What is the number of lines in the data that contain "UpgradeId"? Respond with nothing else.

■ TASK INPUTS

=== Section Start ===

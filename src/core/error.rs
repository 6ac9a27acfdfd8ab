use thiserror::Error;

use crate::model::{FormulaError, GeneratorId, LayerId, UpgradeId};
use crate::num::Decimal;

/// Failure of a player action. Returned, never panicked; the caller decides
/// whether to surface it.
#[derive(Debug, Clone, PartialEq, Error)]
pub enum ActionError {
    #[error("unknown layer {0:?}")]
    UnknownLayer(LayerId),
    #[error("unknown generator {0:?}")]
    UnknownGenerator(GeneratorId),
    #[error("unknown upgrade {0:?}")]
    UnknownUpgrade(UpgradeId),
    #[error("{0} is not unlocked yet")]
    Locked(String),
    #[error("{0} is already bought")]
    AlreadyBought(String),
    #[error("not enough {resource}: need {}, have {}", .required.format(2), .available.format(2))]
    InsufficientResource {
        resource: String,
        required: Decimal,
        available: Decimal,
    },
    #[error(transparent)]
    Formula(#[from] FormulaError),
}

/// Construction-time rejection of a game definition.
#[derive(Debug, Clone, PartialEq, Eq, Error)]
pub enum TopologyError {
    #[error("reset branches form a cycle through layer {0:?}")]
    Cycle(LayerId),
    #[error("unknown layer {0:?}")]
    UnknownLayer(LayerId),
    #[error("duplicate key {0:?}")]
    DuplicateKey(String),
    #[error("{owner} writes into {target}, which belongs to another layer")]
    CrossLayerWrite { owner: String, target: String },
}

/// Why one layer's production was discarded for a tick.
#[derive(Debug, Clone, PartialEq, Error)]
pub enum TickError {
    #[error(transparent)]
    Formula(#[from] FormulaError),
    #[error("production from {0} left the representable range")]
    NonFinite(String),
}
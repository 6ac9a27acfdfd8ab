mod input;
mod resources;
mod setup;
mod simulation;
mod view;

use bevy::prelude::*;

pub use resources::RuntimeConfig;
use resources::GameAction;

#[derive(Debug, Clone, Copy, Eq, PartialEq, Hash, States, Default)]
pub enum AppPhase {
    #[default]
    Boot,
    InGame,
}

#[derive(Debug, Clone, Copy, Eq, PartialEq, Hash, States, Default)]
pub enum SimRunState {
    #[default]
    Running,
    Paused,
}

impl SimRunState {
    pub fn from_paused(paused: bool) -> Self {
        if paused { Self::Paused } else { Self::Running }
    }
}

pub struct VertexTreePlugin;

impl Plugin for VertexTreePlugin {
    fn build(&self, app: &mut App) {
        app.init_state::<AppPhase>()
            .init_state::<SimRunState>()
            .init_resource::<RuntimeConfig>()
            .add_event::<GameAction>()
            .add_systems(Startup, setup::spawn_camera)
            .add_systems(OnEnter(AppPhase::Boot), setup::bootstrap_session)
            .add_systems(OnEnter(AppPhase::InGame), view::spawn_hud)
            .add_systems(OnEnter(SimRunState::Running), simulation::mark_sim_running)
            .add_systems(OnEnter(SimRunState::Paused), simulation::mark_sim_paused)
            .add_systems(
                Update,
                (
                    input::handle_keyboard_controls,
                    simulation::handle_save_hotkeys,
                    simulation::apply_game_actions,
                    simulation::tick_game.run_if(in_state(SimRunState::Running)),
                    simulation::autosave_session,
                    view::refresh_hud,
                )
                    .chain()
                    .run_if(in_state(AppPhase::InGame)),
            );
    }
}
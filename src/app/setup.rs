use bevy::prelude::*;
use tracing::{error, info, warn};
use vertex_tree::{TickEngine, apply_save_data, build_game, read_save_file};

use super::resources::{RuntimeConfig, SessionState, unix_now};
use super::{AppPhase, SimRunState};

pub fn spawn_camera(mut commands: Commands) {
    commands.spawn((Name::new("PrimaryCamera"), Camera2d));
}

pub fn bootstrap_session(
    mut commands: Commands,
    config: Res<RuntimeConfig>,
    mut next_phase: ResMut<NextState<AppPhase>>,
    mut next_run_state: ResMut<NextState<SimRunState>>,
    mut exit: EventWriter<AppExit>,
) {
    let (mut game, ids) = match build_game() {
        Ok(built) => built,
        Err(err) => {
            error!(%err, "game content failed validation");
            exit.send(AppExit::error());
            return;
        }
    };
    let engine = TickEngine::new(config.session.dev_speed);

    let save_path = config.save_path();
    let mut paused = config.session.dev_speed == 0.0;
    if save_path.exists() {
        match read_save_file(&save_path).and_then(|save| {
            apply_save_data(&mut game, &save)?;
            Ok(save)
        }) {
            Ok(save) => {
                paused |= save.paused;
                let away = unix_now().saturating_sub(save.saved_at) as f64;
                if save.saved_at > 0 && !paused {
                    let report =
                        engine.catch_up(&mut game, away, config.session.offline_cap_seconds);
                    info!(away_seconds = away, advanced = report.advanced, "applied offline progress");
                }
                info!(path = %save_path.display(), "loaded save");
            }
            Err(err) => warn!(error = %format!("{err:#}"), "save unreadable, starting fresh"),
        }
    }

    next_run_state.set(SimRunState::from_paused(paused));

    let tick_seconds = config.session.tick_seconds() as f32;
    commands.insert_resource(SessionState {
        game,
        ids,
        engine,
        tick_timer: Timer::from_seconds(tick_seconds.max(0.01), TimerMode::Repeating),
        autosave_timer: Timer::from_seconds(
            (config.session.autosave_interval_seconds as f32).max(1.0),
            TimerMode::Repeating,
        ),
        status: None,
    });

    next_phase.set(AppPhase::InGame);
}
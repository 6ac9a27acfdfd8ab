use crate::num::Decimal;

use super::formula::{Formula, FormulaError};
use super::ids::ResourceId;
use super::state::StateView;

/// Largest number of units a single "buy max" may purchase.
pub const MAX_BULK: u64 = 1 << 16;

/// Price convention for the very first unit (owned count 0).
#[derive(Debug, Clone, Copy, Default, PartialEq)]
pub enum FirstUnitCost {
    /// Evaluate the cost formula at 0 as written (`floor(0/5)^3 = 0`, `3^0 = 1`).
    #[default]
    Formula,
    Free,
    Flat(Decimal),
}

#[derive(Debug, Clone, Copy, PartialEq, Eq)]
pub struct Affordable {
    pub count: u64,
    pub total_cost: Decimal,
}

/// Gates a purchase on `resource >= cost(count)`.
///
/// The cost formula's variable is the number of units already owned, so a
/// one-shot upgrade simply uses a constant formula.
#[derive(Debug, Clone)]
pub struct CostRequirement {
    pub resource: ResourceId,
    pub cost: Formula,
    pub first_unit: FirstUnitCost,
}

impl CostRequirement {
    pub fn new(resource: ResourceId, cost: impl Into<Formula>) -> Self {
        Self {
            resource,
            cost: cost.into(),
            first_unit: FirstUnitCost::default(),
        }
    }

    pub fn with_first_unit(mut self, first_unit: FirstUnitCost) -> Self {
        self.first_unit = first_unit;
        self
    }

    /// Price of the next unit when `owned` units are held. Never negative.
    pub fn cost_at<S>(&self, state: &S, owned: Decimal) -> Result<Decimal, FormulaError>
    where
        S: StateView + ?Sized,
    {
        let cost = match self.first_unit {
            FirstUnitCost::Free if owned.is_zero() => Decimal::ZERO,
            FirstUnitCost::Flat(cost) if owned.is_zero() => cost,
            _ => self.cost.try_evaluate(state, owned)?,
        };
        Ok(cost.max(Decimal::ZERO))
    }

    pub fn is_satisfied<S>(&self, state: &S, owned: Decimal) -> Result<bool, FormulaError>
    where
        S: StateView + ?Sized,
    {
        let available = state
            .resource_value(self.resource)
            .ok_or(FormulaError::UnknownResource(self.resource))?;
        Ok(available >= self.cost_at(state, owned)?)
    }

    /// Largest `n <= cap` with `cost(owned) + ... + cost(owned + n - 1) <= budget`.
    ///
    /// Doubles `n` until the cumulative cost exceeds the budget, then binary
    /// searches the last gap. The cost formula must be non-decreasing in the
    /// count; partial sums are computed once and reused across lookups.
    pub fn max_affordable<S>(
        &self,
        state: &S,
        owned: Decimal,
        budget: Decimal,
        cap: u64,
    ) -> Result<Affordable, FormulaError>
    where
        S: StateView + ?Sized,
    {
        let mut sums = vec![Decimal::ZERO];
        let mut sum_of = |count: u64| -> Result<Decimal, FormulaError> {
            while (sums.len() as u64) <= count {
                let next = sums.len() as u64 - 1;
                let unit = self.cost_at(state, owned + Decimal::from(next))?;
                let last = sums[sums.len() - 1];
                sums.push(last + unit);
            }
            Ok(sums[count as usize])
        };

        if cap == 0 || sum_of(1)? > budget {
            return Ok(Affordable {
                count: 0,
                total_cost: Decimal::ZERO,
            });
        }

        let mut low = 1;
        let mut high = 2;
        while high <= cap {
            if sum_of(high)? > budget {
                break;
            }
            low = high;
            high = high.saturating_mul(2);
        }
        let mut high = high.min(cap.saturating_add(1));

        while high - low > 1 {
            let mid = low + (high - low) / 2;
            if sum_of(mid)? <= budget {
                low = mid;
            } else {
                high = mid;
            }
        }

        Ok(Affordable {
            count: low,
            total_cost: sum_of(low)?,
        })
    }
}
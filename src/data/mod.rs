mod config;
mod content;
mod loader;

pub use config::SessionConfig;
pub use content::{ContentIds, STARTING_POINTS, build_game};
pub use loader::{
    load_session_config, load_session_config_from_path, load_session_config_or_default,
    session_config_path,
};
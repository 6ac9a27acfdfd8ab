mod decimal;
mod error;

pub use decimal::Decimal;
pub use error::{DomainError, ParseDecimalError};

=== Section End ===

■ RESULT OF THIS TASK
2